Internationals captain Trevor Immelman says the loss of several top players to LIV Golf has increased the determination of the players who will compete against the United States in the Presidents Cup.
After working with more than two dozen players over the past 18 months, Immelman hopes the lost talent can help create a closer bond between the players who will tee off in the team showdown in Quail Hollow from Thursday.
“Our team is strengthening from a determined standpoint,” said Immelman. “The twelve who are here are the ones who have stayed loyal, stayed with our team, wanted to play in the Presidents Cup and those are the guys I want to fight with.”
The Americans lead the all-time rivalry 11-1-1 after winning eight in a row. Their only loss came in Melbourne in 1998.

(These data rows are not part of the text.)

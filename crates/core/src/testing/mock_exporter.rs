//! Spy exporter for testing.

use async_trait::async_trait;
use std::path::{Path, PathBuf};
use std::sync::Arc;
use tokio::sync::RwLock;

use crate::collaborator::{CollaboratorError, ExportTarget, RecipeExporter, RecipePayload};

/// A recorded export call.
#[derive(Debug, Clone)]
pub struct RecordedExport {
    pub recipe: RecipePayload,
    pub image: Option<PathBuf>,
    /// Whether the call returned success.
    pub success: bool,
}

/// Mock implementation of the RecipeExporter trait.
///
/// Records every call so tests can assert that nothing was uploaded.
#[derive(Debug, Clone)]
pub struct MockExporter {
    target: ExportTarget,
    exports: Arc<RwLock<Vec<RecordedExport>>>,
    next_error: Arc<RwLock<Option<CollaboratorError>>>,
    /// Fail every call, not just the next one.
    always_fail: Arc<RwLock<Option<String>>>,
}

impl MockExporter {
    pub fn new(target: ExportTarget) -> Self {
        Self {
            target,
            exports: Arc::new(RwLock::new(Vec::new())),
            next_error: Arc::new(RwLock::new(None)),
            always_fail: Arc::new(RwLock::new(None)),
        }
    }

    pub async fn set_next_error(&self, error: CollaboratorError) {
        *self.next_error.write().await = Some(error);
    }

    /// Make every export fail with this message.
    pub async fn set_always_fail(&self, message: impl Into<String>) {
        *self.always_fail.write().await = Some(message.into());
    }

    pub async fn recorded_exports(&self) -> Vec<RecordedExport> {
        self.exports.read().await.clone()
    }

    pub async fn export_count(&self) -> usize {
        self.exports.read().await.len()
    }
}

#[async_trait]
impl RecipeExporter for MockExporter {
    fn target(&self) -> ExportTarget {
        self.target
    }

    async fn export(
        &self,
        recipe: &RecipePayload,
        image: Option<&Path>,
    ) -> Result<String, CollaboratorError> {
        let error = match self.next_error.write().await.take() {
            Some(err) => Some(err),
            None => self
                .always_fail
                .read()
                .await
                .clone()
                .map(CollaboratorError::Export),
        };

        let mut exports = self.exports.write().await;
        exports.push(RecordedExport {
            recipe: recipe.clone(),
            image: image.map(Path::to_path_buf),
            success: error.is_none(),
        });

        match error {
            Some(err) => Err(err),
            None => Ok(format!("{}-{}", self.target, exports.len())),
        }
    }
}

#[cfg(test)]
mod tests {
    use super::*;
    use serde_json::json;

    #[tokio::test]
    async fn test_records_success_and_failure() {
        let exporter = MockExporter::new(ExportTarget::Mealie);
        let id = exporter.export(&json!({"name": "A"}), None).await.unwrap();
        assert_eq!(id, "mealie-1");

        exporter.set_always_fail("HTTP 500").await;
        let err = exporter
            .export(&json!({"name": "B"}), Some(Path::new("f.jpg")))
            .await
            .unwrap_err();
        assert_eq!(err.detail(), "HTTP 500");

        let exports = exporter.recorded_exports().await;
        assert_eq!(exports.len(), 2);
        assert!(exports[0].success);
        assert!(!exports[1].success);
        assert_eq!(exports[1].image.as_deref(), Some(Path::new("f.jpg")));
    }
}
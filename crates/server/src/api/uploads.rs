//! Upload confirmation handlers.
//!
//! Confirm and cancel only succeed while the upload is pending; a second
//! decision, or one arriving after expiry, gets 404.

use axum::{
    body::Bytes,
    extract::{Path, State},
    http::StatusCode,
    Json,
};
use serde::Deserialize;
use social_recipes_core::confirmation::ConfirmationError;
use social_recipes_core::{PendingUpload, PendingUploadError};
use std::sync::Arc;
use tracing::error;

use super::handlers::{error_response, ApiError};
use crate::state::AppState;

/// Optional body of a confirm request
#[derive(Debug, Default, Deserialize)]
pub struct ConfirmBody {
    /// Overrides the automatically selected image
    pub selected_image_index: Option<usize>,
}

pub(crate) fn map_error(e: ConfirmationError) -> ApiError {
    match e {
        ConfirmationError::Store(PendingUploadError::NotFound(id)) => error_response(
            StatusCode::NOT_FOUND,
            format!("Pending upload not found or already resolved: {}", id),
        ),
        ConfirmationError::Store(e @ PendingUploadError::InvalidImageIndex { .. }) => {
            error_response(StatusCode::BAD_REQUEST, e.to_string())
        }
        e => {
            error!("Upload API error: {}", e);
            error_response(StatusCode::INTERNAL_SERVER_ERROR, e.to_string())
        }
    }
}

/// Get an upload, pending or resolved
pub async fn get_upload(
    State(state): State<Arc<AppState>>,
    Path(id): Path<String>,
) -> Result<Json<PendingUpload>, ApiError> {
    match state.gate().get(&id).map_err(map_error)? {
        Some(upload) => Ok(Json(upload)),
        None => Err(error_response(
            StatusCode::NOT_FOUND,
            format!("Upload not found: {}", id),
        )),
    }
}

/// Approve an upload
pub async fn confirm_upload(
    State(state): State<Arc<AppState>>,
    Path(id): Path<String>,
    body: Bytes,
) -> Result<Json<PendingUpload>, ApiError> {
    let body: ConfirmBody = if body.iter().all(u8::is_ascii_whitespace) {
        ConfirmBody::default()
    } else {
        serde_json::from_slice(&body)
            .map_err(|e| error_response(StatusCode::BAD_REQUEST, format!("Invalid body: {}", e)))?
    };

    let upload = state
        .gate()
        .confirm(&id, body.selected_image_index)
        .map_err(map_error)?;
    Ok(Json(upload))
}

/// Reject an upload; the job ends cancelled
pub async fn cancel_upload(
    State(state): State<Arc<AppState>>,
    Path(id): Path<String>,
) -> Result<Json<PendingUpload>, ApiError> {
    let upload = state.gate().cancel(&id).map_err(map_error)?;
    Ok(Json(upload))
}
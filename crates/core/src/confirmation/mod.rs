//! Confirmation gate: human approval before a recipe is uploaded.
//!
//! Pending uploads are persisted so that a decision made through any process
//! sharing the database reaches the pipeline waiting on it.

mod config;
mod gate;
mod sqlite_store;
mod store;
mod types;

pub use config::ConfirmationConfig;
pub use gate::{ConfirmationError, ConfirmationGate, ConfirmationOutcome};
pub use sqlite_store::SqlitePendingUploadStore;
pub use store::{PendingUploadError, PendingUploadStore};
pub use types::{NewPendingUpload, PendingUpload, UploadResolution, UploadStatus};
mod loader;
mod types;
mod validate;

pub use loader::{load_config, load_config_from_str};
pub use types::*;
pub use validate::validate_config;

use thiserror::Error;

#[derive(Debug, Error)]
pub enum ConfigError {
    #[error("Configuration file not found: {0}")]
    FileNotFound(String),

    #[error("Failed to parse configuration: {0}")]
    ParseError(String),

    #[error("Configuration validation failed: {0}")]
    ValidationError(String),
}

The Internationals were seen as a serious threat to win on American soil for the first time before losing several top players to the Saudi-backed LIV Golf Series.
British Open winner Cameron Smith, the world’s number three from Australia, Joaquin Niemann from Chile, South African Louis Oosthuizen, Abraham Ancer from Mexico and the Aussie Marc Leishman were the top names jumping to LIV, leading to a suspension indefinitely from the PGA and banishment from the Presidents Cup. .
“There is tension and strife at the moment,” said US captain Davis Love.
Immelman still has five top-30 players in previous Masters champions Adam Scott and Hideki Matsuyama, South Korean stars Kim Joo-hyung and Im Sung-jae and Canadian Corey Conners.
But the diminished global team is seen as a serious underdog against a mighty American lineup that includes 12 of the top 25 players in the world, 11 of them in the top 18.
And that’s with the injured Will Zalatoris on eighth and several American stars joining LIV, including Dustin Johnson, Brooks Koepka, Patrick Reed and Bryson DeChambeau.
“We are very happy with the 12 we have,” said Love. “We don’t talk about missing persons in our team room.”
But golf fans will never know if a full lineup of Internationals would have challenged the Americans.
“We can’t run away from it,” Immelman said. “It’s been a very difficult time. It was sad and disappointing to go through that. It was hard to see.
“All those players knew what the consequences would be if they went to the other tour. Everyone knew where they stood.”
Immelman said he got the bad news directly from players and was kept informed when they decided on LIV.
“Am I disappointed that they won’t all be here? Absolutely,” Immelman said. “Now we can compete against a strong American team. We are looking forward to it.”
Immelman said nothing came of talking about making his team an organization that allows LIV players, saying: “If you look under the hood… it’s not really a viable option.”
– Camaraderie among the best –
Immelman’s plight had some sympathy from American star Justin Thomas, who won his second PGA championship in May.
“It’s just an unfortunate situation for him. It’s not fair,” Thomas said. “It’s hard. We didn’t want it. He didn’t want it. It’s a shame.
“But he’s put together a very strong team, one of the best camaraderie they’ve had.”
Uniting talent from all over the planet was the feat, Immelman said.
“You mix seven or eight cultures and try to get everyone in their right place,” he said. “It was tough and something we’ve been working really hard on for the past three or four years.
“We’re starting to get there slowly but surely, so now it’s a lot more about how those two players can merge and then match their games to the golf course.”